As soon as I started experimenting I realised I was just at the beginning of a massive journey of discovery. There is so much to try yet there doesn’t seem enough hours in a day. It’s unclear at this stage where my experimentation will lead. Although this is an exciting period, it is also very scary when there are time deadlines to meet and unsettling with respect to my MA exhibition next October, when I have no idea yet of the outcomes.

But perhaps fear is a good thing. As Maslow (1969) stated…..one can choose to go back to safety or forward toward growth. Growth must be chosen again and again; fear must be overcome again and again.
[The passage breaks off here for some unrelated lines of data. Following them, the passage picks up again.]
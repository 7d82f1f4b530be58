//! HTTP server for the order service API.
//!
//! This module wires the order, health and metrics endpoints into an axum
//! router with request tracing, permissive CORS, a per-request deadline and
//! a body size limit.

use crate::apis::{health, orders};
use axum::{
	extract::DefaultBodyLimit,
	routing::{get, put},
	Router,
};
use order_config::ApiConfig;
use order_core::OrderEngine;
use std::sync::Arc;
use std::time::Duration;
use tokio::net::TcpListener;
use tower::ServiceBuilder;
use tower_http::{cors::CorsLayer, timeout::TimeoutLayer, trace::TraceLayer};

/// Shared application state for the API server.
#[derive(Clone)]
pub struct AppState {
	/// Reference to the order engine for processing requests.
	pub engine: Arc<OrderEngine>,
	/// Name reported by the health and readiness probes.
	pub service_name: String,
}

/// Builds the application router.
pub fn router(state: AppState, api_config: &ApiConfig) -> Router {
	Router::new()
		.route(
			"/orders",
			get(orders::list_orders).post(orders::create_order),
		)
		.route("/orders/{id}", get(orders::get_order))
		.route("/orders/{id}/cancel", put(orders::cancel_order))
		.route(
			"/orders/{id}/status",
			get(orders::get_order_status).put(orders::update_order_status),
		)
		.route("/health", get(health::health))
		.route("/ready", get(health::ready))
		.route("/metrics", get(health::metrics))
		.layer(
			ServiceBuilder::new()
				.layer(TraceLayer::new_for_http())
				.layer(CorsLayer::permissive())
				.layer(TimeoutLayer::new(Duration::from_secs(
					api_config.timeout_seconds,
				)))
				.layer(DefaultBodyLimit::max(api_config.max_request_size)),
		)
		.with_state(state)
}

/// Starts the HTTP server and runs it until Ctrl+C is received.
///
/// In-flight requests are allowed to finish before this returns.
pub async fn start_server(
	api_config: ApiConfig,
	service_name: String,
	engine: Arc<OrderEngine>,
) -> Result<(), Box<dyn std::error::Error>> {
	let app_state = AppState {
		engine,
		service_name,
	};
	let app = router(app_state, &api_config);

	let bind_address = format!("{}:{}", api_config.host, api_config.port);
	let listener = TcpListener::bind(&bind_address).await?;

	tracing::info!("Order service API server starting on {}", bind_address);

	axum::serve(listener, app)
		.with_graceful_shutdown(shutdown_signal())
		.await?;

	Ok(())
}

async fn shutdown_signal() {
	if let Err(e) = tokio::signal::ctrl_c().await {
		tracing::error!(error = %e, "Failed to listen for shutdown signal");
		return;
	}
	tracing::info!("Shutdown signal received");
}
I am mindful of where my research began, with the dynamics of the sea and its erosion on surfaces and sub surfaces. With the Kombucha, I want to translate change and transformation over time. Just as the sea manages to erode, displace, transform, conceal, reveal and migrate things…I am conscious of this whe20160107_122320n exploring and experimenting with the Kombucha, perhaps leaving traces behind in the process.

 What next?

I plan to continue with the exploratory experimental work, adding materials to the growing process and manipulating the drying process. I want to see how adding things such as salt, natural materials and heavy metal impact on the Kombucha and whether it continues to grow around objects.

In some of my experiments, I was quite intrigued by the salt crystal growth on the Kombucha fabric and so I also intend to explore this further.

I hope you’ll stay with me through the next stage of the journey….

 

4 thoughts on “The Learning Curve is a Spiral

  1. As a non-art person, I find this a fascinating blog. I love the way in which this grows organically, both in you mind and literally. What intrigues me is the way in which you have these imaginative flights of fancy which are then combined with painstaking experimentation that is controlled and precise. Your theories act as a source of inspiration for the discovery of patterns that bring understanding and then generate more theories! Is this perhaps an abductive approach to art?

    Liked by 2 people

  2. Your latest blog shows how much progress you are making in exploring the possibilities of your Kombucha. It seems to be moving on from what appears to be simply rather rubbery fabric to one which will allow all manner of manipulations – the sewn pieces for instance, give the idea of how you are working with it to exploit its potential. I have enjoyed the layout of the blog, showing the scientific approach you have used in spite of difficulties. I look forward to reading more of your adventure!